▶ **WORK ITEM**: Find each line below containing the word "reports" and copy it.

▶ **DATA EXTRACT**:
┌──
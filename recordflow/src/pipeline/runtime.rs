//! The pipeline runtime and its lifecycle.

use super::{PipelineState, RecordProcessor};
use crate::context::PipelineContext;
use crate::errors::{LifecycleMisuseError, ReleaseReport, Result};
use crate::release::{run_step, ReleaseGuard, ReleaseRegistry};
use crate::sink::OutputSink;
use crate::Record;
use std::fmt::Display;
use std::sync::atomic::{AtomicBool, Ordering};
use tracing::{debug, info, trace, warn};

/// Object-safe view of the pipeline lifecycle.
///
/// Lets a host drive pipelines of different processor types uniformly.
pub trait PipelineLifecycle {
    /// `Created -> Begun`.
    fn begin(&mut self) -> Result<()>;

    /// Consumes one record. Valid only while `Begun`.
    fn process(&mut self, record: Record) -> Result<()>;

    /// `Begun -> Ended`; closes the sink.
    fn end(&mut self) -> Result<()>;

    /// Releases all resources. Idempotent and infallible.
    fn release(&mut self) -> ReleaseReport;

    /// Returns the current state.
    fn state(&self) -> PipelineState;
}

/// A single-use, three-phase record pipeline.
///
/// Owns one [`PipelineContext`], one sink and one processor for its whole
/// lifetime. Drive it with `begin`, any number of `process` calls, then
/// `end`; finally `release` (or drop) it. Calls out of that order fail with
/// a [`LifecycleMisuseError`].
pub struct Pipeline<P: RecordProcessor> {
    context: PipelineContext,
    sink: Box<dyn OutputSink>,
    processor: P,
    state: PipelineState,
    releases: ReleaseRegistry,
    released: AtomicBool,
    processed: usize,
}

impl<P: RecordProcessor> Pipeline<P> {
    /// Wires a pipeline to its context, sink and processor.
    pub fn new(context: PipelineContext, sink: Box<dyn OutputSink>, processor: P) -> Self {
        Self {
            context,
            sink,
            processor,
            state: PipelineState::Created,
            releases: ReleaseRegistry::new(),
            released: AtomicBool::new(false),
            processed: 0,
        }
    }

    /// Returns the run context.
    #[must_use]
    pub const fn context(&self) -> &PipelineContext {
        &self.context
    }

    /// Returns the current lifecycle state.
    #[must_use]
    pub const fn state(&self) -> PipelineState {
        self.state
    }

    /// Returns the output sink.
    #[must_use]
    pub fn sink(&self) -> &dyn OutputSink {
        self.sink.as_ref()
    }

    /// Returns the processor.
    #[must_use]
    pub const fn processor(&self) -> &P {
        &self.processor
    }

    /// Returns the number of records processed so far.
    #[must_use]
    pub const fn processed(&self) -> usize {
        self.processed
    }

    /// Returns true once the pipeline has been released.
    #[must_use]
    pub fn is_released(&self) -> bool {
        self.released.load(Ordering::SeqCst)
    }

    /// Registers a step to run when the pipeline is released.
    ///
    /// Steps run in LIFO order, before the processor and the sink are
    /// released. On an already released pipeline the step runs at once and
    /// its outcome is returned.
    pub fn on_release<F, E>(
        &self,
        name: impl Into<String>,
        step: F,
    ) -> Option<std::result::Result<(), String>>
    where
        F: FnOnce() -> std::result::Result<(), E> + Send + 'static,
        E: Display,
    {
        self.releases.register(name, step)
    }

    /// Performs one-time setup and primes the sink.
    ///
    /// # Errors
    ///
    /// Fails with a lifecycle error unless the pipeline is `Created`, or
    /// with whatever the sink or processor reports. A failed setup is not
    /// retried: the pipeline releases whatever was acquired and ends up
    /// `Released`.
    pub fn begin(&mut self) -> Result<()> {
        self.expect_state("begin", PipelineState::Created)?;

        if let Err(err) = self.set_up() {
            warn!(
                pipeline = %self.context.name(),
                run_id = %self.context.run_id(),
                state = %self.state,
                error = %err,
                "Pipeline begin failed, releasing"
            );
            self.release();
            return Err(err);
        }
        self.state = PipelineState::Begun;

        debug!(
            pipeline = %self.context.name(),
            run_id = %self.context.run_id(),
            state = %self.state,
            sink = self.sink.kind(),
            "Pipeline begun"
        );
        Ok(())
    }

    fn set_up(&mut self) -> Result<()> {
        self.sink.open()?;
        self.processor.begin(&self.context, &self.releases)
    }

    /// Processes one record.
    ///
    /// Sink side effects happen in call order.
    ///
    /// # Errors
    ///
    /// Fails with a lifecycle error unless the pipeline is `Begun`, or
    /// with whatever the processor or sink reports.
    pub fn process(&mut self, record: Record) -> Result<()> {
        self.expect_state("process", PipelineState::Begun)?;

        self.processor
            .process(&self.context, record, self.sink.as_mut())?;
        self.processed += 1;

        trace!(
            pipeline = %self.context.name(),
            run_id = %self.context.run_id(),
            state = %self.state,
            records = self.processed,
            "Record processed"
        );
        Ok(())
    }

    /// Finishes processing and closes the sink.
    ///
    /// The pipeline is `Ended` afterwards even if this returns an error;
    /// the sink is closed regardless of the processor's outcome.
    ///
    /// # Errors
    ///
    /// Fails with a lifecycle error unless the pipeline is `Begun`, or
    /// with the first error from the processor or the sink.
    pub fn end(&mut self) -> Result<()> {
        self.expect_state("end", PipelineState::Begun)?;
        self.state = PipelineState::Ended;

        let processed = self.processor.end(&self.context, self.sink.as_mut());
        let closed = self.sink.close();

        info!(
            pipeline = %self.context.name(),
            run_id = %self.context.run_id(),
            state = %self.state,
            records = self.processed,
            "Pipeline ended"
        );

        processed?;
        closed?;
        Ok(())
    }

    /// Releases every held resource exactly once.
    ///
    /// Valid in any state. Repeat calls are no-ops. Failing steps are logged
    /// and reported; the pipeline is `Released` afterwards regardless.
    /// Releasing without `end` discards any unflushed output.
    pub fn release(&mut self) -> ReleaseReport {
        if self.released.swap(true, Ordering::SeqCst) {
            return ReleaseReport::already_released();
        }

        let previous = self.state;
        self.state = PipelineState::Released;

        let (mut completed, mut failures) = self.releases.run_all();

        let processor = &mut self.processor;
        let outcome = run_step("processor", || processor.release().map_err(|err| err.to_string()));
        record_step("processor", outcome, &mut completed, &mut failures);

        let sink = self.sink.as_mut();
        let outcome = run_step("sink", || sink.release().map_err(|err| err.to_string()));
        record_step("sink", outcome, &mut completed, &mut failures);

        if previous != PipelineState::Ended {
            warn!(
                pipeline = %self.context.name(),
                run_id = %self.context.run_id(),
                state = %previous,
                "Pipeline released before end; output may be incomplete"
            );
        }
        debug!(
            pipeline = %self.context.name(),
            run_id = %self.context.run_id(),
            state = %self.state,
            records = self.processed,
            failures = failures.len(),
            "Pipeline released"
        );

        ReleaseReport {
            completed,
            failures,
            performed: true,
        }
    }

    /// Drives `begin`, `process` for each record, then `end`, releasing the
    /// pipeline on every exit path.
    ///
    /// Returns the number of processed records.
    ///
    /// # Errors
    ///
    /// Fails with a lifecycle error, leaving the pipeline untouched, unless
    /// it is `Created`. Otherwise returns the first processor or sink error;
    /// the pipeline is released either way.
    pub fn run<I>(&mut self, records: I) -> Result<usize>
    where
        I: IntoIterator<Item = Record>,
    {
        self.expect_state("run", PipelineState::Created)?;

        let mut pipeline = ReleaseGuard::new(self, |pipeline: &mut Self| {
            pipeline.release();
        });

        pipeline.begin()?;
        for record in records {
            pipeline.process(record)?;
        }
        pipeline.end()?;

        Ok(pipeline.processed())
    }

    fn expect_state(
        &self,
        operation: &'static str,
        expected: PipelineState,
    ) -> std::result::Result<(), LifecycleMisuseError> {
        if self.state == expected {
            Ok(())
        } else {
            Err(LifecycleMisuseError::new(operation, self.state))
        }
    }
}

fn record_step(
    name: &str,
    outcome: std::result::Result<(), String>,
    completed: &mut Vec<String>,
    failures: &mut Vec<(String, String)>,
) {
    match outcome {
        Ok(()) => completed.push(name.to_string()),
        Err(msg) => failures.push((name.to_string(), msg)),
    }
}

impl<P: RecordProcessor> PipelineLifecycle for Pipeline<P> {
    fn begin(&mut self) -> Result<()> {
        Self::begin(self)
    }

    fn process(&mut self, record: Record) -> Result<()> {
        Self::process(self, record)
    }

    fn end(&mut self) -> Result<()> {
        Self::end(self)
    }

    fn release(&mut self) -> ReleaseReport {
        Self::release(self)
    }

    fn state(&self) -> PipelineState {
        Self::state(self)
    }
}

impl<P: RecordProcessor> Drop for Pipeline<P> {
    fn drop(&mut self) {
        self.release();
    }
}

impl<P: RecordProcessor + std::fmt::Debug> std::fmt::Debug for Pipeline<P> {
    fn fmt(&self, f: &mut std::fmt::Formatter<'_>) -> std::fmt::Result {
        f.debug_struct("Pipeline")
            .field("name", &self.context.name())
            .field("run_id", &self.context.run_id())
            .field("state", &self.state)
            .field("sink", &self.sink)
            .field("processor", &self.processor)
            .field("processed", &self.processed)
            .finish_non_exhaustive()
    }
}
└──
▶ **THE COMPLETED TASK**:
    /// with whatever the sink or processor reports. A failed setup is not
    /// with whatever the processor or sink reports.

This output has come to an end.